Digits of a number in Racket are in random order

Question

I decided to write a function that given a number will return a list containing the digits in that number, my attempt is:

(define (rev-digits n)
  (if (= n 0)
    '()
    (cons (modulo n 10) (digits (quotient n 10)))))

(define (digits n)
  (reverse (rev-digits n)))

The fact is, I need the digits to be in proper order, but the function returns, for example:

> (digits 1234567890)
'(9 7 5 3 1 2 4 6 8 0)

In seemingly random order... can you help me getting a more ordinated output?

Answer 1

A simple solution:

#lang racket
(define (digits n)
  (for/list ([c (number->string n)])
    (- (char->integer c) (char->integer #\0))))

Answer 2

The answer given by @JayKominek is spot-on and fixes the error in your code. To complement it, here's an alternative implementation:

(define (rev-digits n)
  (let loop ((n n) (acc '()))
    (if (< n 10)
        (cons n acc)
        (loop (quotient n 10) (cons (modulo n 10) acc)))))

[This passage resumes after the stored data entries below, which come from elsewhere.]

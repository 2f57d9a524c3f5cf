// Copyright 2025 Crrow
//
// Licensed under the Apache License, Version 2.0 (the "License");
// you may not use this file except in compliance with the License.
// You may obtain a copy of the License at
//
//      http://www.apache.org/licenses/LICENSE-2.0
//
// Unless required by applicable law or agreed to in writing, software
// distributed under the License is distributed on an "AS IS" BASIS,
// WITHOUT WARRANTIES OR CONDITIONS OF ANY KIND, either express or implied.
// See the License for the specific language governing permissions and
// limitations under the License.

//! Read-only traversal of the unread elements.
//!
//! The iterator captures the cursor at construction and walks forward over
//! its own tailer, crossing slab boundaries until the active slab is
//! exhausted. It never moves the cursor and never deletes slabs, so it can
//! run next to a live consumer.
//!
//! Iteration is weakly consistent: elements appended while iterating may or
//! may not be observed; elements already polled never are.

use snafu::ensure;

use crate::{BlockingQueue, Result, error::CorruptStateSnafu, slab::SlabTailer};

pub struct Iter<'a, E> {
    queue:  &'a BlockingQueue<E>,
    slab:   u32,
    tailer: Option<SlabTailer>,
}

impl<'a, E> Iter<'a, E> {
    pub(crate) fn new(queue: &'a BlockingQueue<E>) -> Result<Self> {
        let (slab, index) = queue.cursor_snapshot();
        let mut tailer = queue.open_tailer(slab)?;
        if index >= 0 {
            let found = tailer.seek(index)?;
            ensure!(
                found,
                CorruptStateSnafu {
                    slab,
                    index,
                    reason: "cursor index not found in slab".to_string(),
                }
            );
        }
        Ok(Self {
            queue,
            slab,
            tailer: Some(tailer),
        })
    }
}

impl<E> Iterator for Iter<'_, E> {
    type Item = Result<E>;

    fn next(&mut self) -> Option<Self::Item> {
        loop {
            let tailer = self.tailer.as_mut()?;
            match tailer.advance() {
                Err(e) => {
                    self.tailer = None;
                    return Some(Err(e));
                }
                Ok(Some(excerpt)) => return Some(self.queue.decode(self.slab, &excerpt)),
                Ok(None) => match self.queue.caught_up(self.slab) {
                    Err(e) => {
                        self.tailer = None;
                        return Some(Err(e));
                    }
                    Ok(true) => {
                        self.tailer = None;
                        return None;
                    }
                    Ok(false) => {
                        self.slab += 1;
                        match self.queue.open_tailer(self.slab) {
                            Ok(tailer) => self.tailer = Some(tailer),
                            Err(e) => {
                                self.tailer = None;
                                return Some(Err(e));
                            }
                        }
                    }
                },
            }
        }
    }
}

The advantages of the above code are:

• It's tail recursive and hence more efficient
• It correctly handles the edge case when n is zero (your code returns an empty list)
• It doesn't require a helper procedure, thanks to the use of a named let
• It builds the list in the correct order, there's no need to reverse it at the end

Answer 3

rev-digits needs to call itself, not digits.

(define (rev-digits n)
  (if (= n 0)
    '()
    (cons (modulo n 10) (rev-digits (quotient n 10)))))

(define (digits n)
  (reverse (rev-digits n)))

should work.

It's worth noting that your "random" output was not in fact random; rather the digits were "bouncing" back and forth from the start to the end of the list. Which makes sense, because you were effectively switching back and forth between a "normal" and reversed version of your digits function.